While drinking, Kendra suggests “matching your cocktails one-to-one with water to help stave off the dehydration that is one of the root causes of your hangover” the next morning. Further maximize the benefits of that little glass of H2O by dropping a lemon in it: “Lemons have enzymes that replenish the liver and squeeze out toxins like wringing out a sponge,” says Kendra, “a perfect, simple way to balance as you imbibe.”

If you do find yourself being blinded by God's nightlight on Sunday morning, here are a few ideas to help lessen the misery, whether you deserve it or not.

Take a B vitamin — These are the first vitamins to be used up as your body processes last night’s debauchery — giving some back (either before bed or upon waking) helps restore energy naturally, and helps the rehydration process along.

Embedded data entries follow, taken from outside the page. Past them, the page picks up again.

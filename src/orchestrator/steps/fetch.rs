//! Fetch step - resolves the request's source to a local playable file.
//!
//! Remote URLs go through the download strategies; local files are
//! checked for a supported container extension and used in place.

use crate::fetch::{is_supported_video_url, Fetcher};
use crate::models::{is_video_file, MediaSource};
use crate::orchestrator::errors::{StepError, StepResult};
use crate::orchestrator::step::PipelineStep;
use crate::orchestrator::types::{Context, FetchOutput, JobState, StepOutcome};
use crate::probe;

/// Acquisition step: URL download or local file validation.
pub struct FetchStep;

impl FetchStep {
    pub fn new() -> Self {
        Self
    }
}

impl Default for FetchStep {
    fn default() -> Self {
        Self::new()
    }
}

impl PipelineStep for FetchStep {
    fn name(&self) -> &str {
        "Fetch"
    }

    fn validate_input(&self, ctx: &Context, _state: &JobState) -> StepResult<()> {
        match &ctx.request.source {
            MediaSource::Remote(url) => {
                if !is_supported_video_url(url) {
                    return Err(StepError::invalid_input(format!(
                        "not a recognized video URL: {}",
                        url
                    )));
                }
            }
            MediaSource::Local(path) => {
                if !path.is_file() {
                    return Err(StepError::invalid_input(format!(
                        "source file not found: {}",
                        path.display()
                    )));
                }
                if !is_video_file(path) {
                    return Err(StepError::invalid_input(format!(
                        "unsupported video extension: {}",
                        path.display()
                    )));
                }
            }
        }
        Ok(())
    }

    fn execute(&self, ctx: &Context, state: &mut JobState) -> StepResult<StepOutcome> {
        let (local_path, downloaded) = match &ctx.request.source {
            MediaSource::Local(path) => (path.clone(), false),
            MediaSource::Remote(url) => {
                ctx.logger.info(&format!("Downloading {}", url));
                let fetcher = Fetcher::new(ctx.settings.fetch.clone());
                let path = fetcher.fetch(url, &ctx.work_dir)?;
                (path, true)
            }
        };

        let duration = probe::probe_duration(&local_path)?;
        ctx.logger.info(&format!(
            "Source ready: {} ({:.1}s)",
            local_path.display(),
            duration
        ));

        state.fetch = Some(FetchOutput {
            local_path,
            duration,
            downloaded,
        });
        Ok(StepOutcome::Success)
    }

    fn validate_output(&self, _ctx: &Context, state: &JobState) -> StepResult<()> {
        let fetch = state
            .fetch
            .as_ref()
            .ok_or_else(|| StepError::invalid_output("Fetch result not recorded"))?;
        if !fetch.local_path.is_file() {
            return Err(StepError::invalid_output(format!(
                "fetched file missing: {}",
                fetch.local_path.display()
            )));
        }
        if fetch.duration <= 0.0 {
            return Err(StepError::invalid_output("source has no duration"));
        }
        Ok(())
    }

    fn description(&self) -> &str {
        "Resolve the source to a local playable file"
    }
}
//! Media-related data structures (sources, highlights, overlays, artifacts).

use std::path::{Path, PathBuf};

use serde::{Deserialize, Serialize};

use super::enums::ContainerFormat;

/// Video file extensions the pipeline accepts for local sources.
pub const SUPPORTED_VIDEO_EXTENSIONS: &[&str] =
    &["mp4", "mov", "avi", "mkv", "wmv", "flv", "webm", "m4v"];

/// Where a video comes from: a local file or a remote URL.
#[derive(Debug, Clone, PartialEq, Eq, Serialize, Deserialize)]
#[serde(rename_all = "lowercase")]
pub enum MediaSource {
    /// A file already on disk.
    Local(PathBuf),
    /// A remote URL to be fetched.
    Remote(String),
}

impl MediaSource {
    /// Local path if this source is already on disk.
    pub fn local_path(&self) -> Option<&Path> {
        match self {
            MediaSource::Local(path) => Some(path),
            MediaSource::Remote(_) => None,
        }
    }

    /// Whether fetching is required before extraction can start.
    pub fn is_remote(&self) -> bool {
        matches!(self, MediaSource::Remote(_))
    }
}

/// Check a filename against the supported video extensions.
pub fn is_video_file(path: &Path) -> bool {
    path.extension()
        .and_then(|ext| ext.to_str())
        .map(|ext| {
            let lower = ext.to_ascii_lowercase();
            SUPPORTED_VIDEO_EXTENSIONS.contains(&lower.as_str())
        })
        .unwrap_or(false)
}

/// A time range the analysis step picked out of the source.
///
/// Invariant: `0 <= start < end <= source duration`, `score` in [0, 1].
/// Produced once by analysis, consumed immutably by extraction.
#[derive(Debug, Clone, PartialEq, Serialize, Deserialize)]
pub struct Highlight {
    /// Start offset in seconds.
    pub start: f64,
    /// End offset in seconds (exclusive).
    pub end: f64,
    /// Confidence score in [0, 1].
    pub score: f64,
    /// Human-readable description.
    pub description: String,
}

impl Highlight {
    /// Create a new highlight.
    pub fn new(start: f64, end: f64, score: f64, description: impl Into<String>) -> Self {
        Self {
            start,
            end,
            score,
            description: description.into(),
        }
    }

    /// Length of the highlight in seconds.
    pub fn duration(&self) -> f64 {
        self.end - self.start
    }

    /// Check the range invariant against a known source duration.
    pub fn is_valid_for(&self, source_duration: f64) -> bool {
        self.start >= 0.0
            && self.start < self.end
            && self.end <= source_duration
            && (0.0..=1.0).contains(&self.score)
    }
}

/// A timed caption to burn into frames.
///
/// Entries may overlap in time; per frame, only the first matching
/// entry in list order is rendered.
#[derive(Debug, Clone, PartialEq, Serialize, Deserialize)]
pub struct OverlayEntry {
    /// When the caption appears, in seconds.
    pub start: f64,
    /// When the caption disappears, in seconds.
    pub end: f64,
    /// Caption text.
    pub text: String,
}

impl OverlayEntry {
    /// Create a new overlay entry.
    pub fn new(start: f64, end: f64, text: impl Into<String>) -> Self {
        Self {
            start,
            end,
            text: text.into(),
        }
    }

    /// Whether a frame timestamp falls inside this entry's window.
    pub fn contains(&self, timestamp: f64) -> bool {
        timestamp >= self.start && timestamp < self.end
    }
}

/// The produced file plus its container format.
///
/// Created by the compositor, owned by the caller; deleted on cleanup
/// or overwritten on the next run.
#[derive(Debug, Clone, PartialEq, Serialize, Deserialize)]
pub struct OutputArtifact {
    /// Path to the final file.
    pub path: PathBuf,
    /// Container format of the file.
    pub container: ContainerFormat,
}

impl OutputArtifact {
    /// Create a new artifact record.
    pub fn new(path: impl Into<PathBuf>, container: ContainerFormat) -> Self {
        Self {
            path: path.into(),
            container,
        }
    }
}
//! Pipeline step implementations.

mod analyze;
mod composite;
mod extract;
mod fetch;

pub use analyze::AnalyzeStep;
pub use composite::CompositeStep;
pub use extract::ExtractStep;
pub use fetch::FetchStep;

Eggs — Eggs contain cysteine, which helps to mop up the “leftover mess” by breaking down toxic chemical byproducts of alcohol metabolism by the liver.

Coconut water — All the rage these days, coconut water is full of replenishing electrolytes, magnesium and potassium, without added junky ingredients like fructose and Red Dye No. 5.

Ginseng — the herbal equivalent of coffee, this all-natural stimulant will help regulate blood sugar levels.

Tiger Balm — Rubbing this salve on your temples promotes blood flow and work as a painkiller.

So enjoy your evening Saturday night and get home in one piece so we can all enjoy a great 2012.